Ich kann's ja mal versuchen.
1. Planung:
Wir haben die Charaktere der Runde relativ ausführlich geplant und aufeinander abgestimmt. Das verwendete Regelwerk kam uns dabei sehr entgegen, es sollten ja hinreichend kaputte Noir-Charaktere entstehen, was dank des angepassten DRYH-Charakterbogens mit seinen zentralen Fragen auch recht gut gelang.
Dann haben wir die Charaktere verknüpft, entweder durch Beziehungen oder durch Ereignisse. Ich habe, basierend auf den Charakterbeschreibungen zudem noch eine R-Map gebaut, in der neben den NSC auch die SC eingebettet waren und auf dieser Basis weitere Verbindungen gezogen, wo diese meiner Meinung nach gefehlt haben. Alle NSC haben dann noch ein paar Traits und eine Motivation von mir verpasst bekommen. Insgesamt waren meine Notizen damit immer noch recht leichtgewichtig, aber das war ausreichend.
2. Spiel:
Die "Startszene" war, ganz an Max Payne angelehnt, die letzte Szene des Szenarios: Ein Mexican Stand-off zwischen allen Beteiligten, kurz vor der Auflösung. Hierhin sollten wir dann zum Schluß zurück kehren, aber jetzt spulten wir erst einmal zum Anfang.
Jeder Charakter bekam seine (diesmal chronologisch gesehen) Startszene (die netterweise durch den Spieler definiert wurde - das Regelwerk erleichtert auch das enorm).
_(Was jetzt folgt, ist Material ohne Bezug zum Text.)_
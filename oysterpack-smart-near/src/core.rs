mod asserts;
mod errors;
mod hash;
mod log_events;

pub use asserts::*;
pub use errors::*;
pub use hash::*;
pub use log_events::*;
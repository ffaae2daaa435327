//! Defines standard component related interfaces

mod component;
mod deploy;

pub use component::*;
pub use deploy::*;
use near_sdk::{
    borsh::{self, BorshDeserialize, BorshSerialize},
    serde::{Deserialize, Serialize},
};
use std::fmt::{self, Display, Formatter};

/// Identifies a boardroom instance hosted by the contract
#[derive(
    BorshSerialize,
    BorshDeserialize,
    Serialize,
    Deserialize,
    Debug,
    Clone,
    Copy,
    PartialEq,
    Eq,
    Hash,
    PartialOrd,
    Ord,
)]
#[serde(crate = "near_sdk::serde")]
pub struct BoardroomId(pub u8);

impl Display for BoardroomId {
    fn fmt(&self, f: &mut Formatter<'_>) -> fmt::Result {
        self.0.fmt(f)
    }
}
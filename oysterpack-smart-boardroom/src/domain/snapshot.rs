use crate::{Epoch, RewardPerShare};
use near_sdk::{
    borsh::{self, BorshDeserialize, BorshSerialize},
    serde::{Deserialize, Serialize},
};
use oysterpack_smart_fungible_token::TokenAmount;
use oysterpack_smart_near::domain::BlockTimestamp;

/// Written by each reward allocation, and immutable once written.
///
/// Snapshots are numbered from 1 and the snapshot index is the epoch it closed.
#[derive(BorshSerialize, BorshDeserialize, Serialize, Deserialize, Clone, Copy, Debug, PartialEq)]
#[serde(crate = "near_sdk::serde")]
pub struct Snapshot {
    /// the epoch that was closed by the allocation
    pub epoch: Epoch,
    pub reward_per_share: RewardPerShare,
    /// amount allocated
    pub reward_received: TokenAmount,
    pub timestamp: BlockTimestamp,
}
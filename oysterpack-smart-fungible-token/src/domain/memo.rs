use near_sdk::serde::{Deserialize, Serialize};
use std::fmt::{self, Display, Formatter};
use std::ops::Deref;

/// free form note attached to a transfer, which is written to the transfer log event
#[derive(Serialize, Deserialize, Clone, Debug, PartialEq)]
#[serde(crate = "near_sdk::serde")]
pub struct Memo(pub String);

impl Deref for Memo {
    type Target = str;

    fn deref(&self) -> &Self::Target {
        &self.0
    }
}

impl From<&str> for Memo {
    fn from(memo: &str) -> Self {
        Self(memo.to_string())
    }
}

impl Display for Memo {
    fn fmt(&self, f: &mut Formatter<'_>) -> fmt::Result {
        self.0.fmt(f)
    }
}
Und ausgehend davon und von den Ereignissen im Spiel haben wir uns immer halbwegs gemeinsam auf die nächste zu spielende Szene geeinigt - im Prinzip stand immer einer der SC im Vordergrund, und es wurde ein spezielles Thema beleuchtet. Die Spieler konnten dabei relativ frei erzählen und Details einfügen, die wir dann später aufgelöst haben. Der Grantige Urbayer hat zum Beispiel für seinen Charakter in einer Szene eines Schußwunde herbei erzählt, auf die wir dann (spieltechnisch) später in einer (storytechnisch) früheren Szene zurück gekommen sind - da wurde dann eine Verfolgungsjagd erspielt und es kam zu einer Schießerei, die der Grund für die Wunde war.
Als Spielleiter hatte ich dabei eigentlich nur vier Dinge zu tun, was aber sicherlich auch an den sehr aktiven Mitspielern lag:
- Den Überblick behalten, was bei einer extrem nichtlinearen Erzählweise nicht immer so einfach war. Der grantige Urbayer hat alle Ereignisse netterweise in der chronologisch richtigen Reihenfolge mitgeschrieben, und so konnte man sich gut orientieren.
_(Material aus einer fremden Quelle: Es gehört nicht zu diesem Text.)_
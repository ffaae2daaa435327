use near_sdk::{
    borsh::{self, BorshDeserialize, BorshSerialize},
    serde::{Deserialize, Serialize},
};
use oysterpack_smart_near::data::numbers::U128;
use std::{
    fmt::{self, Display, Formatter},
    ops::{Add, AddAssign, Deref, DerefMut, Sub, SubAssign},
};

/// Token amounts are serialized to JSON as strings.
///
/// Arithmetic panics on overflow and underflow - contracts are compiled with `overflow-checks`.
#[derive(
    BorshSerialize,
    BorshDeserialize,
    Serialize,
    Deserialize,
    Debug,
    Clone,
    Copy,
    PartialEq,
    Eq,
    PartialOrd,
    Ord,
    Default,
)]
#[serde(crate = "near_sdk::serde")]
pub struct TokenAmount(pub U128);

impl TokenAmount {
    pub fn zero() -> Self {
        Self::default()
    }

    pub fn is_zero(&self) -> bool {
        *self.0 == 0
    }
}

impl From<u128> for TokenAmount {
    fn from(value: u128) -> Self {
        Self(value.into())
    }
}

impl Deref for TokenAmount {
    type Target = u128;

    fn deref(&self) -> &Self::Target {
        self.0.deref()
    }
}

impl DerefMut for TokenAmount {
    fn deref_mut(&mut self) -> &mut Self::Target {
        self.0.deref_mut()
    }
}

impl Add for TokenAmount {
    type Output = TokenAmount;

    fn add(self, rhs: Self) -> Self::Output {
        (*self + *rhs).into()
    }
}

impl AddAssign for TokenAmount {
    fn add_assign(&mut self, rhs: Self) {
        **self += *rhs;
    }
}

impl Sub for TokenAmount {
    type Output = TokenAmount;

    fn sub(self, rhs: Self) -> Self::Output {
        (*self - *rhs).into()
    }
}

impl SubAssign for TokenAmount {
    fn sub_assign(&mut self, rhs: Self) {
        **self -= *rhs;
    }
}

impl Display for TokenAmount {
    fn fmt(&self, f: &mut Formatter<'_>) -> fmt::Result {
        self.0.fmt(f)
    }
}

#[cfg(test)]
mod tests {
    use super::*;
    use near_sdk::serde_json;

    #[test]
    fn arithmetic() {
        let mut amount = TokenAmount::from(100);
        amount += 50.into();
        assert_eq!(amount, 150.into());
        amount -= 100.into();
        assert_eq!(amount, 50.into());
        assert_eq!(amount + amount, 100.into());
        assert_eq!(amount - amount, TokenAmount::zero());
        assert!((amount - amount).is_zero());
    }

    #[test]
    #[should_panic]
    fn underflow() {
        let _ = TokenAmount::from(1) - TokenAmount::from(2);
    }

    #[test]
    fn json() {
        let amount = TokenAmount::from(u128::MAX);
        let json = serde_json::to_string(&amount).unwrap();
        assert_eq!(json, format!("\"{}\"", u128::MAX));
    }
}
mod memo;
mod metadata;
mod token_amount;
mod token_id;

pub use memo::*;
pub use metadata::*;
pub use token_amount::*;
pub use token_id::*;
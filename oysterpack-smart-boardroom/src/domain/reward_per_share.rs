use near_sdk::{
    borsh::{BorshDeserialize, BorshSerialize},
    serde::{de, Deserialize, Deserializer, Serialize, Serializer},
};
use oysterpack_smart_fungible_token::TokenAmount;
use oysterpack_smart_near::{DECIMALS_18, U256};
use std::{
    fmt::{self, Display, Formatter},
    io::{self, Write},
    ops::{Add, Sub},
};

/// Cumulative reward per unit of stake, as fixed point with 18 decimals.
///
/// Divisions round down, which means rewards are never over distributed. Rounding dust stays in
/// boardroom custody.
///
/// Serialized to JSON as a decimal string.
#[derive(Debug, Clone, Copy, PartialEq, Eq, PartialOrd, Ord, Default)]
pub struct RewardPerShare(U256);

impl RewardPerShare {
    /// `amount * 10^18 / total_staked` rounded down
    ///
    /// ## Panics
    /// if `total_staked` is zero
    pub fn from_allocation(amount: TokenAmount, total_staked: TokenAmount) -> Self {
        Self(U256::from(*amount) * U256::from(DECIMALS_18) / U256::from(*total_staked))
    }

    /// `balance * reward_per_share / 10^18` rounded down
    pub fn earnings(&self, balance: TokenAmount) -> TokenAmount {
        let earnings = U256::from(*balance) * self.0 / U256::from(DECIMALS_18);
        earnings.as_u128().into()
    }

    pub fn value(&self) -> U256 {
        self.0
    }
}

impl From<U256> for RewardPerShare {
    fn from(value: U256) -> Self {
        Self(value)
    }
}

impl Add for RewardPerShare {
    type Output = RewardPerShare;

    fn add(self, rhs: Self) -> Self::Output {
        Self(self.0 + rhs.0)
    }
}

/// cumulative values never decrease, thus only a later value minus an earlier value is valid
impl Sub for RewardPerShare {
    type Output = RewardPerShare;

    fn sub(self, rhs: Self) -> Self::Output {
        Self(self.0 - rhs.0)
    }
}

impl Display for RewardPerShare {
    fn fmt(&self, f: &mut Formatter<'_>) -> fmt::Result {
        self.0.fmt(f)
    }
}

/// stored as 4 little-endian u64 words
impl BorshSerialize for RewardPerShare {
    fn serialize<W: Write>(&self, writer: &mut W) -> io::Result<()> {
        let words: [u64; 4] = (self.0).0;
        BorshSerialize::serialize(&words, writer)
    }
}

impl BorshDeserialize for RewardPerShare {
    fn deserialize(buf: &mut &[u8]) -> io::Result<Self> {
        let words = <[u64; 4] as BorshDeserialize>::deserialize(buf)?;
        Ok(Self(U256(words)))
    }
}

impl Serialize for RewardPerShare {
    fn serialize<S>(&self, serializer: S) -> Result<S::Ok, S::Error>
    where
        S: Serializer,
    {
        serializer.serialize_str(&self.0.to_string())
    }
}

impl<'de> Deserialize<'de> for RewardPerShare {
    fn deserialize<D>(deserializer: D) -> Result<Self, D::Error>
    where
        D: Deserializer<'de>,
    {
        let value = <String as Deserialize>::deserialize(deserializer)?;
        U256::from_dec_str(&value)
            .map(RewardPerShare)
            .map_err(|err| de::Error::custom(format!("invalid reward per share: {:?}", err)))
    }
}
- Dazu gehörte auch die "Zeit" (also in der Geschichte, nicht am Spieltisch - das muss man ja eh immer) im Auge zu behalten. Die Geschichte dauerte ja nur eine Nacht und hatte ein definitives Ende, dementsprechend musste ich bei einigen Szenen subtiles Framing betreiben, damit die Geschichten nicht über ihr Zeitfenster hinaus schossen.
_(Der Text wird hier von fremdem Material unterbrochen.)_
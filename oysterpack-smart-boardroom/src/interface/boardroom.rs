use crate::{Epoch, RewardPerShare, RewardRecord, Snapshot};
use near_sdk::json_types::ValidAccountId;
use oysterpack_smart_fungible_token::{TokenAmount, TokenId};
use oysterpack_smart_near::{ErrCode, ErrorConst, Level, LogEvent};

/// Reward ledger
pub trait Boardroom {
    /// `1 + number of allocations`
    fn ops_boardroom_current_epoch(&self) -> Epoch;

    /// delegates to the vault
    fn ops_boardroom_balance_from_last_epoch(&self, account_id: ValidAccountId) -> TokenAmount;

    /// Unclaimed rewards, including rewards for snapshots that have not yet been settled for the
    /// account.
    fn ops_boardroom_earned(&self, account_id: ValidAccountId) -> TokenAmount;

    /// Pays out everything earned by the predecessor account.
    ///
    /// All bookkeeping is saved before the reward is transferred. Returns the amount paid, which
    /// is zero when nothing was earned.
    fn ops_boardroom_claim_reward(&mut self) -> TokenAmount;

    fn ops_boardroom_latest_snapshot(&self) -> Option<Snapshot>;

    /// returns the snapshot that closed the specified epoch
    fn ops_boardroom_snapshot(&self, epoch: Epoch) -> Option<Snapshot>;

    fn ops_boardroom_reward_record(&self, account_id: ValidAccountId) -> Option<RewardRecord>;

    fn ops_boardroom_reward_token(&self) -> TokenId;

    /// cumulative reward per share as of the latest snapshot
    fn ops_boardroom_reward_per_share(&self) -> RewardPerShare;

    /// total reward transferred into custody by allocations
    fn ops_boardroom_total_allocated(&self) -> TokenAmount;

    /// total reward paid out of custody by claims
    fn ops_boardroom_total_paid(&self) -> TokenAmount;
}

pub trait BoardroomOperator {
    /// Distributes `amount` of reward token to stakers proportionally to total stake.
    ///
    /// Closes the current epoch by writing a new snapshot. The reward is transferred from the
    /// operator into boardroom custody.
    ///
    /// ## Panics
    /// - if the predecessor account is not the operator
    /// - if amount is zero
    /// - if nothing is staked
    /// - if the operator has insufficient reward token balance
    fn ops_boardroom_allocate_seigniorage(&mut self, amount: TokenAmount) -> Snapshot;
}

pub const ERR_ZERO_TOTAL_STAKE: ErrorConst = ErrorConst(
    ErrCode("ZERO_TOTAL_STAKE"),
    "cannot allocate when total stake is zero",
);

pub const ERR_BOARDROOM_NOT_DEPLOYED: ErrorConst = ErrorConst(
    ErrCode("BOARDROOM_NOT_DEPLOYED"),
    "boardroom is not hosted by this contract",
);

pub const LOG_EVENT_REWARD_ADDED: LogEvent = LogEvent(Level::INFO, "REWARD_ADDED");

pub const LOG_EVENT_REWARD_PAID: LogEvent = LogEvent(Level::INFO, "REWARD_PAID");
use near_sdk::{json_types::ValidAccountId, AccountId};
use oysterpack_smart_near::{ErrCode, ErrorConst, Level, LogEvent, ERR_CODE_PERMISSION_DENIED};

/// The contract operator runs privileged operations, e.g., reward allocation and token minting.
///
/// The operator role is administered by the contract owner.
pub trait ContractOperator {
    fn ops_operator(&self) -> AccountId;

    /// Hands the operator role to another account, e.g., the treasury.
    ///
    /// ## Panics
    /// - if the predecessor account is not the owner account
    /// - if 1 yoctoNEAR is not attached
    ///
    /// `#[payable]` - requires exactly 1 yoctoNEAR to be attached
    fn ops_operator_transfer(&mut self, new_operator: ValidAccountId);
}

pub const ERR_OPERATOR_ACCESS_REQUIRED: ErrorConst =
    ErrorConst(ERR_CODE_PERMISSION_DENIED, "caller is not the operator");

pub const ERR_CONTRACT_OPERATOR_NOT_INITIALIZED: ErrorConst = ErrorConst(
    ErrCode("CONTRACT_OPERATOR_NOT_INITIALIZED"),
    "contract operator has not been initialized",
);

pub const LOG_EVENT_OPERATOR_TRANSFERRED: LogEvent = LogEvent(Level::INFO, "OPERATOR_TRANSFERRED");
- Die Charaktere pushen. Die Charaktere hatten recht starke Flags (wieder ein positiver Aspekt des Regelsystems), die man als SL relativ leicht anspielen und herausfordern konnte. Zusammen mit der R-Map ging mir hier eigentlich nie der Stoff aus.
- Die Charaktere miteinander verstricken. Wie es das Schicksal, also in dem Falle ich, so will, mussten sich die Charaktere natürlich ständig über den Weg laufen. Hier konnte man aber super mit dem arbeiten, was die Spieler im Vorfeld an Verbindungen ausgearbeitet hatten. Nur selten musste da ein Umweg über ein verbindendes Element wie ein Ort oder ein NSC gemacht werden.
3. Fazit:
Das ganze ist echt anstrengend, aber es ist eine Anstrengung, die sich lohnt. Gegen die Anstrengung helfen auch Pausen, die wir selber zwei oder dreimal gemacht haben.
Mit größeren Gruppen (mehr als 3 Spielern + SL) wird es meiner Meinung nach nicht funktionieren, weil die Zahl der Verbindungen zwischen Charakteren und Ereignissen exponentiell steigt und da zu groß werden würde. Die Gruppe muss auch extrem diszipliniert sein, damit alle die Übersicht behalten. Für Leute ohne Hang zu starkem Metagaming ist das auch nichts, zumindest nicht, wenn man die Ereignisse offen halten möchte. Ich denke dass eine zeitlich nichtlineare Erzählung sonst nur mit echtem Railroading von vorne bis hinten machbar ist.